Par exemple le modèle des rôles et des utilisateurs de la notation MABTA [Lim 2004] est représenté sous la forme d’un arbre, tandis qu’un modèle similaire dans la notation TOUCHE [Penichet 2006] est représenté par un diagramme objet relationnel. En effet, la première notation s’intéresse strictement à la modélisation des relations d’héritage et d’instance entre rôles et utilisateurs, tandis que la deuxième s’intéresse à décrire des tâches de coopération entre ces rôles. Certaines notations proposent plusieurs vues ayant une représentation identique, à l’instar des arbres de tâches coopératives et individuelles de CTT [Paterno 1997, Mori 2002]. Pour d’autres notations, telles que la notation CUA [Pinelle 2003], chaque vue adopte une forme différente. Ainsi, les scénarios de CUA sont décrits sous une forme textuelle (à la façon d’une pièce de théâtre). Les modèles de flot de travail sont décrits sous la forme d’un diagramme non hiérarchique reliant plusieurs tâches. Enfin le modèle de tâches adopte une forme arborescente. Enfin, la notation NUAN [Venema 1999] propose de décrire sous la forme d’un tableau des séquences d’actions utilisateur et système. La disposition des actions dans le tableau indique les relations entre ces actions.

Dans le cadre de notre analyse, nous détaillons la forme de chaque représentation proposée par une notation : textuelle, tabulaire, dessin, diagramme. Pour cette dernière, nous précisons la forme du diagramme comme : non hiérarchique, hiérarchique par imbrication ou arborescent.

1.1.5 Outils logiciels

Un point important pour les notations de spécification concerne la disponibilité d’outils logiciels pour accompagner la notation. Les outils logiciels sont utiles car ils structurent le processus de conception et aident le concepteur à comprendre les concepts qu’il/elle manipule [Veer 2000]. L’importance d’outils accompagnant les notations a également été soulignée par [Mori 2002] et [Molina 2009] comme vecteur à l’utilisation et à la diffusion d’une notation. Enfin les auteurs de GTA [Veer 2000] insistent sur la diffusion publique des outils accompagnant les notations de spécifications.

Un outil accompagnant une notation peut être de multiple nature. Nous identifions trois grandes classes d’outils : des éditeurs de spécification, des assistants d’analyse des spécifications produites et des générateurs de code.

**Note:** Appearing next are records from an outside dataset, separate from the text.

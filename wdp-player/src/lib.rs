//! # WAV DAC Player Library (wdp-player)
//!
//! Streams mono PCM WAV files from a mounted volume to a DAC-style output
//! through a double-buffered transfer buffer.
//!
//! **Architecture:** RIFF/WAVE header parser → streaming task refilling one
//! half of the transfer buffer while the codec converts the other half →
//! playback controller owning the task lifecycle.

pub mod audio;
pub mod config;
pub mod error;
pub mod playback;
pub mod shell;
pub mod state;
pub mod storage;
pub mod wave;

pub use error::{Error, Result};
pub use playback::Player;
pub use state::SharedState;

Ces éditeurs peuvent être complétés par des outils d’aide à l’analyse des modélisations produites. C’est le cas de l’outil CTTE qui permet l’édition d’arbre de tâches selon la notation CTT [Mori 2002], et qui permet aussi d’animer les spécifications. De même l’éditeur EUTERPE [Veer 2000] qui permet la spécification selon la notation GTA (arbre de tâches, NUAN) est étendu pour couvrir toute la méthode de conception DUTCH et inclut par exemple l’analyse semi-automatique des modèles produits. L’utilisateur de l’outil peut ainsi vérifier des assertions sur sa spécification, telles que la présence d’associations d’au moins une tâche par rôle décrit, qui détecte ainsi la présence de rôles non-utilisés dans le modèle.

Enfin, certain éditeurs de spécification permettent également de générer du code ou des prototypes

à partir de spécifications. L’outil de spécification de diagrammes UML StarUML [StarUML] permet par

exemple de générer des classes décrites au sein de diagrammes de classes UML. L’outil EUTERPE associé à GTA permet quant à lui de générer la spécification au format HTML à partir des diagrammes produits. Chaque tâche y est par exemple décrite sous la forme d’un tableau contenant l’ensemble des propriétés décrites dans l’outil. Cette présentation est plus utilisable lors du développement, puisqu’elle n’impose pas la manipulation de l’outil par les développeurs, mais seulement la consultation des pages web générées.